Word for word, please restate the line containing "pub fn in_transaction(&self)" and all the lines that follow it to the end of the data.

*** GIVEN DATA ***

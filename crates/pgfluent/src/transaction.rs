//! Transaction control on a [`Database`] handle.
//!
//! One level only: `start_transaction` inside an open transaction fails.
//! A handle dropped with an open transaction logs a warning; the server
//! rolls the transaction back when the session ends.
//!
//! ```ignore
//! db.start_transaction().await?;
//! if db.insert("users", &data).await?.is_ok() {
//!     db.commit().await?;
//! } else {
//!     db.rollback().await?;
//! }
//! ```

use crate::client::DbClient;
use crate::database::Database;
use crate::error::{OrmError, OrmResult};

impl<C: DbClient> Database<C> {
    /// `BEGIN`.
    pub async fn start_transaction(&mut self) -> OrmResult<()> {
        if self.in_transaction {
            return Err(OrmError::validation("a transaction is already in progress"));
        }
        self.transaction_control("BEGIN").await?;
        self.in_transaction = true;
        Ok(())
    }

    /// `COMMIT`.
    pub async fn commit(&mut self) -> OrmResult<()> {
        self.end_transaction("COMMIT").await
    }

    /// `ROLLBACK`.
    pub async fn rollback(&mut self) -> OrmResult<()> {
        self.end_transaction("ROLLBACK").await
    }

    pub fn in_transaction(&self) -> bool {
        self.in_transaction
    }

    async fn end_transaction(&mut self, sql: &str) -> OrmResult<()> {
        if !self.in_transaction {
            return Err(OrmError::validation("no transaction in progress"));
        }
        // The server leaves the transaction either way once COMMIT/ROLLBACK ran.
        let result = self.transaction_control(sql).await;
        self.in_transaction = false;
        result
    }

    async fn transaction_control(&self, sql: &str) -> OrmResult<()> {
        #[cfg(feature = "tracing")]
        tracing::debug!(target: "pgfluent.sql", sql, "transaction control");
        self.connection()?.batch_execute(sql).await
    }
}

impl<C: DbClient> Drop for Database<C> {
    fn drop(&mut self) {
        #[cfg(feature = "tracing")]
        if self.in_transaction && self.client().is_some() {
            tracing::warn!(
                target: "pgfluent.sql",
                "Database dropped with an open transaction; it will be rolled back"
            );
        }
    }
}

*** End of GIVEN DATA ***

# RESPONSE
    pub fn in_transaction(&self) -> bool {
        self.in_transaction
    }

    async fn end_transaction(&mut self, sql: &str) -> OrmResult<()> {
        if !self.in_transaction {
            return Err(OrmError::validation("no transaction in progress"));
        }
        // The server leaves the transaction either way once COMMIT/ROLLBACK ran.
        let result = self.transaction_control(sql).await;
        self.in_transaction = false;
        result
    }

    async fn transaction_control(&self, sql: &str) -> OrmResult<()> {
        #[cfg(feature = "tracing")]
        tracing::debug!(target: "pgfluent.sql", sql, "transaction control");
        self.connection()?.batch_execute(sql).await
    }
}

impl<C: DbClient> Drop for Database<C> {
    fn drop(&mut self) {
        #[cfg(feature = "tracing")]
        if self.in_transaction && self.client().is_some() {
            tracing::warn!(
                target: "pgfluent.sql",
                "Database dropped with an open transaction; it will be rolled back"
            );
        }
    }
}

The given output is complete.